1. Start by simplifying what is inside the parentheses: 3x - 2.
4 + 8(3x - 2) - 7x
= 4 + 24x - 16 - 7x (distributive property)
2. Next, combine like terms by adding and subtracting the coefficients of the x terms.
= (24x - 7x) + 4 - 16 (commutative property)
= 17x + 4 - 16
= 17x - 12
Therefore, the simplified expression is 17x - 12.

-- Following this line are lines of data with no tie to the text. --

impl AtmosphereNode {
    /// Opens (or initializes) node state rooted at `storage_root`,
    /// recovering identity and the token revocation set from the
    /// embedded store (§4.1, §6 "Persisted state").
    pub fn new(storage_root: &Path, node_config: NodeConfig, approval_config: ApprovalConfig) -> Result<Self> {
        let storage_path = config::storage_path(storage_root);
        let keyspace = FjallConfig::new(&storage_path)
            .open()
            .map_err(|e| AtmosphereError::Internal(format!("opening storage at {}: {e}", storage_path.display())))?;
        let db = keyspace
            .open_partition(STATE_PARTITION, PartitionCreateOptions::default())
            .map_err(AtmosphereError::from)?;

        let signing_key = if let Some(bytes) = db.get("identity/signing_key").map_err(AtmosphereError::from)? {
            let bytes: [u8; 32] = bytes
                .as_ref()
                .try_into()
                .map_err(|_| AtmosphereError::Internal("corrupt identity key in storage".into()))?;
            ed25519_dalek::SigningKey::from_bytes(&bytes)
        } else {
            let key = generate_keypair();
            db.insert("identity/signing_key", key.to_bytes().to_vec())
                .map_err(AtmosphereError::from)?;
            config::write_owner_only(&config::identity_key_path(storage_root), &key.to_bytes())?;
            key
        };

        // A node is its own mesh founder until it joins another mesh's
        // token chain; `mesh join` downgrades the in-memory role.
        let identity = Identity::new(signing_key, NodeRole::Founder);

        let mut revoked_tokens = HashSet::new();
        for item in db.prefix("tokens/revoked/") {
            let (key, _) = item.map_err(AtmosphereError::from)?;
            if let Some(token_id) = std::str::from_utf8(&key).ok().and_then(|s| s.strip_prefix("tokens/revoked/")) {
                revoked_tokens.insert(token_id.to_string());
            }
        }

        let local_node_id = identity.node_id.clone();
        let registry = Arc::new(Registry::new());
        let cost = Arc::new(CostCollector::new());
        let cost_table = Arc::new(NodeCostTable::new(local_node_id.clone()));
        let gossip = Arc::new(GossipEngine::new(local_node_id.clone()));
        let embedder: Arc<dyn Embedder> = Arc::new(HashingEmbedder::default());
        let locality = Arc::new(NodeLocalityOracle {
            local_node_id: local_node_id.clone(),
        });
        let router = Arc::new(Router::new(
            registry.clone(),
            embedder,
            locality,
            cost_table.clone() as Arc<dyn CostTable>,
            local_node_id.clone(),
        ));
        let executor = AsyncMutex::new(Executor::new(local_node_id.clone(), Arc::new(NullRemoteInvoker)));
        let approval = Arc::new(ApprovalGate::new(approval_config));
        let topology = Arc::new(SharedState::new("topology"));
        let audit = if node_config.audit_enabled {
            Some(Arc::new(AuditLog::open(&config::audit_log_path(storage_root))?))
        } else {
            None
        };

        let node = Self {
            node_config,
            identity,
            registry,
            cost,
            cost_table,
            gossip,
            router,
            executor,
            approval,
            topology,
            audit,
            db,
            revoked_tokens: Arc::new(RwLock::new(revoked_tokens)),
        };
        node.load_persisted_capabilities()?;
        node.wire_gossip_handler();
        node.refresh_topology_snapshot();
        Ok(node)
    }

    pub fn local_node_id(&self) -> &str {
        &self.identity.node_id
    }

    /// Installs the single gossip handler that keeps the Registry and
    /// `NodeCostTable` current as announcements arrive (§4.4 "Arrival").
    fn wire_gossip_handler(&self) {
        let registry = self.registry.clone();
        let cost_table = self.cost_table.clone();
        let revoked = self.revoked_tokens.clone();
        let topology = self.topology.clone();
        let local_node_id = self.identity.node_id.clone();

        self.gossip.on_announcement(Arc::new(move |announcement: Announcement| {
            if announcement.from_node == local_node_id {
                return;
            }
            let refreshes_topology = matches!(
                announcement.kind,
                AnnouncementKind::CapabilityAvailable
                    | AnnouncementKind::CapabilityHeartbeat
                    | AnnouncementKind::CapabilityRemoved
                    | AnnouncementKind::CostUpdate
            );
            match announcement.kind {
                AnnouncementKind::CapabilityAvailable | AnnouncementKind::CapabilityHeartbeat => {
                    match serde_json::from_value::<Capability>(announcement.payload.clone()) {
                        Ok(cap) => {
                            if registry.get(&cap.cap_id).is_some() {
                                let _ = registry.heartbeat(&cap.cap_id);
                            } else if let Err(err) =
                                registry.register_remote(cap, announcement.from_node.clone())
                            {
                                warn!(%err, "rejected remote capability announcement");
                            }
                        }
                        Err(err) => warn!(%err, "malformed capability announcement payload"),
                    }
                }
                AnnouncementKind::CapabilityRemoved => {
                    if let Some(cap_id) = announcement.payload.get("cap_id").and_then(|v| v.as_str()) {
                        let _ = registry.deregister(cap_id);
                    }
                }
                AnnouncementKind::CostUpdate => {
                    match serde_json::from_value::<atmosphere_core::CostFactors>(announcement.payload.clone()) {
                        Ok(factors) => cost_table.update_peer(&announcement.from_node, factors),
                        Err(err) => warn!(%err, "malformed cost_update payload"),
                    }
                }
                AnnouncementKind::TokenRevoked => {
                    if let Some(token_id) = announcement.payload.get("token_id").and_then(|v| v.as_str()) {
                        revoked.write().insert(token_id.to_string());
                    }
                }
                AnnouncementKind::NodeJoin | AnnouncementKind::NodeLeave => {
                    debug!(from = %announcement.from_node, kind = ?announcement.kind, "membership announcement");
                }
            }
            if refreshes_topology {
                topology.set_topology_snapshot(&compute_topology_snapshot(&local_node_id, &registry, &cost_table));
            }
        }));
    }

    /// Recomputes the topology snapshot from the current Registry and
    /// `NodeCostTable` and stores it in [`Self::topology`] (SPEC_FULL
    /// §B). Called after every local capability register/deregister and
    /// by [`Self::wire_gossip_handler`] on every announcement that
    /// changes the node/cost view.
    fn refresh_topology_snapshot(&self) {
        self.topology.set_topology_snapshot(&compute_topology_snapshot(
            self.local_node_id(),
            &self.registry,
            &self.cost_table,
        ));
    }

    fn load_persisted_capabilities(&self) -> Result<()> {
        for item in self.db.prefix("cap/") {
            let (_, value) = item.map_err(AtmosphereError::from)?;
            let cap: Capability = serde_json::from_slice(&value)?;
            self.registry.register_local(cap)?;
        }
        Ok(())
    }

    /// Registers a local capability, persists it so it survives
    /// restart (§6 "Persisted state": `cap/` prefix), and announces it
    /// if the Approval Gate permits exposure (§3, §4.8).
    pub fn register_local_capability(&self, cap: Capability) -> Result<()> {
        let cap_type = cap.cap_type.as_str().to_string();
        let label = cap.label.clone();
        let payload = serde_json::to_value(&cap)?;
        let key = format!("cap/{}", cap.cap_id);
        let bytes = serde_json::to_vec(&cap)?;
        self.db.insert(key, bytes).map_err(AtmosphereError::from)?;

        self.registry.register_local(cap)?;
        self.refresh_topology_snapshot();

        if self.approval.may_expose(&cap_type, &label) {
            let announcement = build_announcement(
                AnnouncementKind::CapabilityAvailable,
                self.local_node_id(),
                payload,
            );
            self.gossip.publish(announcement);
        }
        Ok(())
    }

    pub fn heartbeat_local_capability(&self, cap_id: &str) -> Result<()> {
        self.registry.heartbeat(cap_id)?;
        let announcement = build_announcement(
            AnnouncementKind::CapabilityHeartbeat,
            self.local_node_id(),
            serde_json::json!({"cap_id": cap_id}),
        );
        self.gossip.publish(announcement);
        Ok(())
    }

    pub fn deregister_local_capability(&self, cap_id: &str) -> Result<()> {
        let _ = self.registry.deregister(cap_id);
        self.db
            .remove(format!("cap/{cap_id}"))
            .map_err(AtmosphereError::from)?;
        self.refresh_topology_snapshot();
        let announcement = build_announcement(
            AnnouncementKind::CapabilityRemoved,
            self.local_node_id(),
            serde_json::json!({"cap_id": cap_id}),
        );
        self.gossip.publish(announcement);
        Ok(())
    }

    /// Issues a join token for a new mesh this node founds (§4.1).
    pub fn issue_join_token(
        &self,
        mesh_id: &str,
        mesh_name: &str,
        grants: Vec<String>,
        ttl_secs: Option<f64>,
        endpoints: JoinEndpoints,
    ) -> Result<Token> {
        self.identity.issue_token(mesh_id, mesh_name, grants, ttl_secs, endpoints)
    }

    /// Revokes a previously issued token: records it locally and
    /// gossips the revocation so every node's `revoked_tokens` set
    /// converges (§4.1 "revocation").
    pub fn revoke_token(&self, token_id: &str) -> Result<()> {
        self.db
            .insert(format!("tokens/revoked/{token_id}"), b"1".to_vec())
            .map_err(AtmosphereError::from)?;
        self.revoked_tokens.write().insert(token_id.to_string());
        let announcement = build_announcement(
            AnnouncementKind::TokenRevoked,
            self.local_node_id(),
            serde_json::json!({"token_id": token_id}),
        );
        self.gossip.publish(announcement);
        Ok(())
    }

    pub fn is_token_revoked(&self, token_id: &str) -> bool {
        self.revoked_tokens.read().contains(token_id)
    }

    /// Routes an intent to a capability per §4.5, without invoking it.
    pub fn route(&self, intent: &Intent) -> Result<router::RouteResult> {
        self.router.route(intent)
    }

    /// Routes and invokes in one call, pushing the sampled current
    /// queue depth into the cost table first (§4.3 "queue_depth").
    pub async fn route_and_execute(
        &self,
        intent: &Intent,
        tool_name: Option<&str>,
        payload: serde_json::Value,
        deadline: std::time::Instant,
    ) -> Result<executor::ExecuteOutcome> {
        let request_id = uuid::Uuid::new_v4().to_string();
        let route_result = self.router.route(intent);
        let chosen_cap_id = route_result.as_ref().ok().map(|r| r.chosen_cap.cap_id.clone());

        let outcome = async {
            let result = route_result?;
            self.approval.authorize_invoke(
                result.chosen_cap.node_id.as_str(),
                self.node_config.mesh_name.as_deref().unwrap_or(""),
                true,
                0,
            )?;
            let executor = self.executor.lock().await;
            executor.execute(&result, tool_name, payload, deadline).await
        }
        .await;

        if let Some(audit) = &self.audit {
            audit.record(
                &request_id,
                intent.text(),
                chosen_cap_id.as_deref(),
                outcome.as_ref().map(|_| "ok").unwrap_or_else(|e| e.kind()),
            );
        }
        outcome
    }

    /// Replaces the executor's remote invoker, e.g. once a
    /// [`transport::MeshTransport`] session is established.
    pub async fn set_remote_invoker(&self, invoker: Arc<dyn RemoteInvoker>) {
        let mut executor = self.executor.lock().await;
        *executor = Executor::new(self.local_node_id().to_string(), invoker);
    }

    pub async fn register_local_handler(&self, cap_id: String, handler: Arc<dyn executor::LocalHandler>) {
        self.executor.lock().await.register_handler(cap_id, handler);
    }

    /// Registers a `tool/*` capability whose handler is a WASM module
    /// rather than a native in-process implementation (SPEC_FULL §B
    /// "WASM-sandboxed tool execution"): persists/announces `cap` the
    /// same way [`Self::register_local_capability`] does, then wires an
    /// [`executor::WasmToolHandler`] backed by a fresh `wasmtime`
    /// engine so the Executor's local path can invoke it.
    pub async fn register_wasm_tool_capability(
        &self,
        cap: Capability,
        module_bytes: Vec<u8>,
        fuel_budget: u64,
    ) -> Result<()> {
        let cap_id = cap.cap_id.clone();
        self.register_local_capability(cap)?;
        let runtime: Arc<dyn atmosphere_compute::ComputeRuntime> =
            Arc::new(atmosphere_compute::wasm::WasmTimeRuntime::new().map_err(|e| {
                AtmosphereError::Internal(format!("wasmtime engine init: {e}"))
            })?);
        let handler = Arc::new(executor::WasmToolHandler::new(runtime, module_bytes, fuel_budget));
        self.register_local_handler(cap_id, handler).await;
        Ok(())
    }

    /// Runs the staleness sweep on a fixed interval until `shutdown`
    /// resolves (§4.2 "Sweep"). Meant to be spawned as a background
    /// task alongside [`CostCollector::run`] and the gossip transport
    /// loop.
    pub async fn run_sweep(&self, mut shutdown: tokio::sync::watch::Receiver<bool>) {
        let mut interval = tokio::time::interval(std::time::Duration::from_secs(
            self.node_config.sweep_interval_seconds,
        ));
        loop {
            tokio::select! {
                _ = interval.tick() => {
                    self.registry.sweep();
                }
                _ = shutdown.changed() => {
                    if *shutdown.borrow() {
                        break;
                    }
                }
            }
        }
    }
}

To simplify the expression 4 + 8(3x - 2) - 7x using the order of operations (PEMDAS) and the commutative and distributive properties, follow these steps:
Step 1: Simplify within parentheses
- Multiply 8 by each term inside the parentheses: 8(3x) and 8(-2)
- This gives us: 4 + 24x - 16 - 7x
Step 2: Combine like terms
- Combine 24x and -7x to get 17x
- Combine the constant terms 4 and -16 to get -12
- The expression becomes: 17x - 12
So, the simplified expression is 17x - 12.
To simplify the expression 4 + 8(3x - 2) - 7x using the order of operations and the commutative and distributive properties, follow these steps:
Step 1: Apply the distributive property
The distributive property states that a number multiplied by a sum can be distributed to each term inside the parentheses. In this case, we can distribute the 8 to both terms inside the parentheses:
4 + 8(3x - 2) - 7x
= 4 + (8 * 3x) - (8 * 2) - 7x
= 4 + 24x - 16 - 7x
Step 2: Combine like terms
Combine the terms that have the same variables, which in this case are the terms with x:
4 + 24x - 16 - 7x
= (24x - 7x) + 4 - 16
= 17x - 12
Therefore, the simplified expression 4 + 8(3x - 2) - 7x, when applying the order of operations and the commutative and distributive properties, is equal to 17x - 12.